Para além das narrativas
institucionais mais “simpáticas”, por assim dizer, a divulgação de resultados
de avaliações que quando comparados com a cada vez mais ameaçada avaliação
externa ou estudos como o agora conhecido deixam imensas dúvidas e o que se vai
sabendo das escolas mostra, sem surpresa, o conjunto de dificuldades que se
continuam a sentir. Recordo os recentes trabalhados divulgados pela DGEEC e do
IAVE que levantam várias questões que aqui abordei
Por outro lado, considerando os
indicadores relativos ao impacto das variáveis relativas ao contexto
sociofamiliar e económico dos alunos nos seus trajectos de aprendizagem não se
trataria de uma questão compatível com um Plano de curto prazo que está em
desenvolvimento e com sobressaltos conhecidos.
Não simpatizo com narrativas
sobre perdas irreparáveis, gerações perdidas ou outros discursos da mesma
natureza. No entanto, a verdade é que muitos alunos incluindo alunos com
necessidades especiais, independentemente da avaliação registada nas grelhas ou
nas pautas de avaliação passaram e passam por sobressaltos e dificuldades no
seu percurso escolar.
Neste contexto, a questão central
não deve ser definida em torno da recuperação dos efeitos da pandemia nas
aprendizagens ou no bem-estar através de planos de recuperação finitos, mas
sim, na mudança ao nível das políticas públicas dos diferentes países,
incluindo Portugal, que, para além de forma mais imediata “recuperarem
aprendizagens”, tenham impacto a prazo através de recursos suficientes e
competentes, definição de dispositivos de apoio eficientes e de acordo com as
necessidades, apoios sociais que minimizem vulnerabilidades que a escola não
suprime, valorização da educação e dos professores, diferenciação e autonomia
nas respostas das instituições educativas, etc.
Mais uma vez insisto na
necessidade de que o ME estabeleça a simplificação (desburocratização), não o
chamado facilitismo, como orientação central nas diferentes dimensões das
políticas públicas de educação.
Seria desejável e necessário que
o trabalho a desenvolver, os conteúdos envolvidos, os dispositivos em
utilização, a organização de tempos e rotinas, etc., tivessem como preocupação
a simplificação, professores alunos e famílias ganhariam. Esta simplificação
deve incluir a avaliação e registos. Seria positivo que, tanto quanto possível,
se aliviasse a pressão “grelhadora” e a burocracia asfixiante a que
habitualmente escolas e professores estão sujeitos.

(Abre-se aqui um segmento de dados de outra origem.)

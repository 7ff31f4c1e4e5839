//! API integration tests.
//!
//! The router runs against a mock database and a temporary local disk.

#![allow(clippy::unwrap_used, clippy::expect_used)]

use std::sync::Arc;

use axum::{
    Router,
    body::{Body, to_bytes},
    extract::DefaultBodyLimit,
    http::{Request, StatusCode, header},
    response::Response,
};
use chrono::Utc;
use kyc_api::{AppState, auth_middleware, router as api_router, upload_body_limit};
use kyc_common::{
    config::KycConfig,
    storage::{LocalStorage, StorageManager},
};
use kyc_core::{KycIntakeService, KycReviewService, NoOpScanQueue};
use kyc_db::{
    entities::{
        kyc_submission::{self, SubmissionStatus},
        user::{self, KycStatus},
    },
    repositories::UserRepository,
};
use sea_orm::{DatabaseBackend, MockDatabase};
use serde_json::Value;
use tower::ServiceExt;

const BOUNDARY: &str = "kyc-test-boundary";

fn user(id: &str, token: &str, is_admin: bool) -> user::Model {
    user::Model {
        id: id.to_string(),
        username: id.to_string(),
        token: Some(token.to_string()),
        is_admin,
        is_moderator: false,
        kyc_status: KycStatus::Unverified,
        kyc_verified_at: None,
        created_at: Utc::now().into(),
        updated_at: None,
    }
}

fn submission(status: SubmissionStatus) -> kyc_submission::Model {
    kyc_submission::Model {
        id: "sub1".to_string(),
        user_id: "user1".to_string(),
        status,
        submitted_at: Utc::now().into(),
        reviewed_at: None,
        reviewer_id: None,
        reviewer_note: None,
        purge_after: None,
    }
}

/// Build the application router over `db`.
fn create_app(db: MockDatabase) -> Router {
    let db = Arc::new(db.into_connection());
    let root = std::env::temp_dir().join(format!("kyc-api-{}", ulid::Ulid::new()));
    let storage =
        Arc::new(StorageManager::new().with_disk("local", Arc::new(LocalStorage::new(root))));
    let config = KycConfig::default();

    let state = AppState {
        user_repo: UserRepository::new(Arc::clone(&db)),
        intake_service: KycIntakeService::new(
            Arc::clone(&db),
            Arc::clone(&storage),
            Arc::new(NoOpScanQueue),
            &config,
        ),
        review_service: KycReviewService::new(db, storage, &config),
    };

    api_router()
        .layer(axum::middleware::from_fn_with_state(state.clone(), auth_middleware))
        .layer(DefaultBodyLimit::max(upload_body_limit(&config)))
        .with_state(state)
}

fn json_request(uri: &str, token: Option<&str>, body: &str) -> Request<Body> {
    let mut builder = Request::builder()
        .method("POST")
        .uri(uri)
        .header(header::CONTENT_TYPE, "application/json");
    if let Some(token) = token {
        builder = builder.header(header::AUTHORIZATION, format!("Bearer {token}"));
    }
    builder.body(Body::from(body.to_string())).unwrap()
}

/// Multipart body with one file part per `(field, filename, content_type, bytes)`.
fn multipart_request(token: &str, parts: &[(&str, &str, &str, &[u8])]) -> Request<Body> {
    let mut body = Vec::new();
    for (field, filename, content_type, data) in parts {
        body.extend_from_slice(
            format!(
                "--{BOUNDARY}\r\nContent-Disposition: form-data; name=\"{field}\"; \
                 filename=\"{filename}\"\r\nContent-Type: {content_type}\r\n\r\n"
            )
            .as_bytes(),
        );
        body.extend_from_slice(data);
        body.extend_from_slice(b"\r\n");
    }
    body.extend_from_slice(format!("--{BOUNDARY}--\r\n").as_bytes());

    Request::builder()
        .method("POST")
        .uri("/kyc/submit")
        .header(header::AUTHORIZATION, format!("Bearer {token}"))
        .header(
            header::CONTENT_TYPE,
            format!("multipart/form-data; boundary={BOUNDARY}"),
        )
        .body(Body::from(body))
        .unwrap()
}

async fn json_body(response: Response) -> Value {
    let bytes = to_bytes(response.into_body(), usize::MAX).await.unwrap();
    serde_json::from_slice(&bytes).unwrap()
}

#[tokio::test]
async fn test_status_without_token_is_unauthorized() {
    let app = create_app(MockDatabase::new(DatabaseBackend::Postgres));

    let response = app
        .oneshot(json_request("/kyc/status", None, "{}"))
        .await
        .unwrap();

    assert_eq!(response.status(), StatusCode::UNAUTHORIZED);
    let body = json_body(response).await;
    assert_eq!(body["error"]["code"], "UNAUTHORIZED");
}

#[tokio::test]
async fn test_unknown_token_is_unauthorized() {
    let db = MockDatabase::new(DatabaseBackend::Postgres)
        .append_query_results([Vec::<user::Model>::new()]);
    let app = create_app(db);

    let response = app
        .oneshot(json_request("/kyc/status", Some("nope"), "{}"))
        .await
        .unwrap();

    assert_eq!(response.status(), StatusCode::UNAUTHORIZED);
}

#[tokio::test]
async fn test_status_for_user_without_submission() {
    let alice = user("user1", "alice-token", false);
    let db = MockDatabase::new(DatabaseBackend::Postgres)
        .append_query_results([[alice.clone()]])
        .append_query_results([[alice]])
        .append_query_results([Vec::<kyc_submission::Model>::new()]);
    let app = create_app(db);

    let response = app
        .oneshot(json_request("/kyc/status", Some("alice-token"), "{}"))
        .await
        .unwrap();

    assert_eq!(response.status(), StatusCode::OK);
    let body = json_body(response).await;
    assert_eq!(body["data"]["kycStatus"], "none");
    assert!(body["data"]["latestSubmission"].is_null());
}

#[tokio::test]
async fn test_submit_without_selfie_names_the_field() {
    let db = MockDatabase::new(DatabaseBackend::Postgres)
        .append_query_results([[user("user1", "alice-token", false)]]);
    let app = create_app(db);

    let jpeg: &[u8] = &[0xFF, 0xD8, 0xFF, 0xE0, 0x00, 0x10, b'J', b'F', b'I', b'F'];
    let pdf: &[u8] = b"%PDF-1.7\n%\xE2\xE3\xCF\xD3\n";
    let request = multipart_request(
        "alice-token",
        &[
            ("id_front", "front.jpg", "image/jpeg", jpeg),
            ("proof_of_address", "bill.pdf", "application/pdf", pdf),
        ],
    );

    let response = app.oneshot(request).await.unwrap();

    assert_eq!(response.status(), StatusCode::UNPROCESSABLE_ENTITY);
    let body = json_body(response).await;
    assert_eq!(body["error"]["code"], "VALIDATION_ERROR");
    assert_eq!(body["error"]["field"], "documents.selfie");
}

#[tokio::test]
async fn test_submit_rejects_pdf_named_jpg_sent_as_octet_stream() {
    let db = MockDatabase::new(DatabaseBackend::Postgres)
        .append_query_results([[user("user1", "alice-token", false)]]);
    let app = create_app(db);

    let jpeg: &[u8] = &[0xFF, 0xD8, 0xFF, 0xE0, 0x00, 0x10, b'J', b'F', b'I', b'F'];
    let pdf: &[u8] = b"%PDF-1.7\n%\xE2\xE3\xCF\xD3\n";
    let request = multipart_request(
        "alice-token",
        &[
            ("id_front", "front.jpg", "application/octet-stream", pdf),
            ("selfie", "me.jpg", "image/jpeg", jpeg),
            ("proof_of_address", "bill.pdf", "application/pdf", pdf),
        ],
    );

    let response = app.oneshot(request).await.unwrap();

    assert_eq!(response.status(), StatusCode::UNPROCESSABLE_ENTITY);
    let body = json_body(response).await;
    assert_eq!(body["error"]["field"], "documents.id_front");
    assert!(body["error"]["message"].as_str().unwrap().contains("type mismatch"));
}

#[tokio::test]
async fn test_submit_rejects_unknown_document_part() {
    let db = MockDatabase::new(DatabaseBackend::Postgres)
        .append_query_results([[user("user1", "alice-token", false)]]);
    let app = create_app(db);

    let request = multipart_request(
        "alice-token",
        &[("passport", "passport.png", "image/png", &b"\x89PNG\r\n\x1a\n"[..])],
    );

    let response = app.oneshot(request).await.unwrap();

    assert_eq!(response.status(), StatusCode::UNPROCESSABLE_ENTITY);
    let body = json_body(response).await;
    assert_eq!(body["error"]["field"], "documents.passport");
}

#[tokio::test]
async fn test_admin_routes_require_reviewer() {
    let db = MockDatabase::new(DatabaseBackend::Postgres)
        .append_query_results([[user("user1", "alice-token", false)]]);
    let app = create_app(db);

    let response = app
        .oneshot(json_request("/admin/kyc/list", Some("alice-token"), "{}"))
        .await
        .unwrap();

    assert_eq!(response.status(), StatusCode::FORBIDDEN);
}

#[tokio::test]
async fn test_list_rejects_oversized_limit() {
    let db = MockDatabase::new(DatabaseBackend::Postgres)
        .append_query_results([[user("admin1", "admin-token", true)]]);
    let app = create_app(db);

    let response = app
        .oneshot(json_request(
            "/admin/kyc/list",
            Some("admin-token"),
            r#"{"limit": 500}"#,
        ))
        .await
        .unwrap();

    assert_eq!(response.status(), StatusCode::UNPROCESSABLE_ENTITY);
}

#[tokio::test]
async fn test_approve_reviewed_submission_conflicts() {
    let db = MockDatabase::new(DatabaseBackend::Postgres)
        .append_query_results([[user("admin1", "admin-token", true)]])
        .append_query_results([[submission(SubmissionStatus::Rejected)]]);
    let app = create_app(db);

    let response = app
        .oneshot(json_request(
            "/admin/kyc/approve",
            Some("admin-token"),
            r#"{"submissionId": "sub1", "note": "looks fine"}"#,
        ))
        .await
        .unwrap();

    assert_eq!(response.status(), StatusCode::CONFLICT);
    let body = json_body(response).await;
    assert_eq!(body["error"]["code"], "CONFLICT");
}

#[tokio::test]
async fn test_show_missing_submission_is_not_found() {
    let db = MockDatabase::new(DatabaseBackend::Postgres)
        .append_query_results([[user("admin1", "admin-token", true)]])
        .append_query_results([Vec::<kyc_submission::Model>::new()]);
    let app = create_app(db);

    let response = app
        .oneshot(json_request(
            "/admin/kyc/show",
            Some("admin-token"),
            r#"{"submissionId": "missing"}"#,
        ))
        .await
        .unwrap();

    assert_eq!(response.status(), StatusCode::NOT_FOUND);
}

#[tokio::test]
async fn test_unknown_endpoint_returns_404() {
    let app = create_app(MockDatabase::new(DatabaseBackend::Postgres));

    let response = app
        .oneshot(json_request("/nonexistent", None, "{}"))
        .await
        .unwrap();

    assert_eq!(response.status(), StatusCode::NOT_FOUND);
}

Como é evidente, este apelo à
simplificação não tem a ver com menos rigor, qualidade, intencionalidade
educativa ou não proporcionar tempo de efectiva aprendizagem para todos. Antes
pelo contrário, se conseguirmos simplificar processos e recursos, alunos,
professores e famílias beneficiarão mais do esforço enorme que todos têm que
realizar e estão a realizar.
Sintetizando, para além da
conjuntura próxima importa considerar o que é estrutural e imprescindível em
nome do futuro, a qualidade da educação e uma educação de qualidade para todos.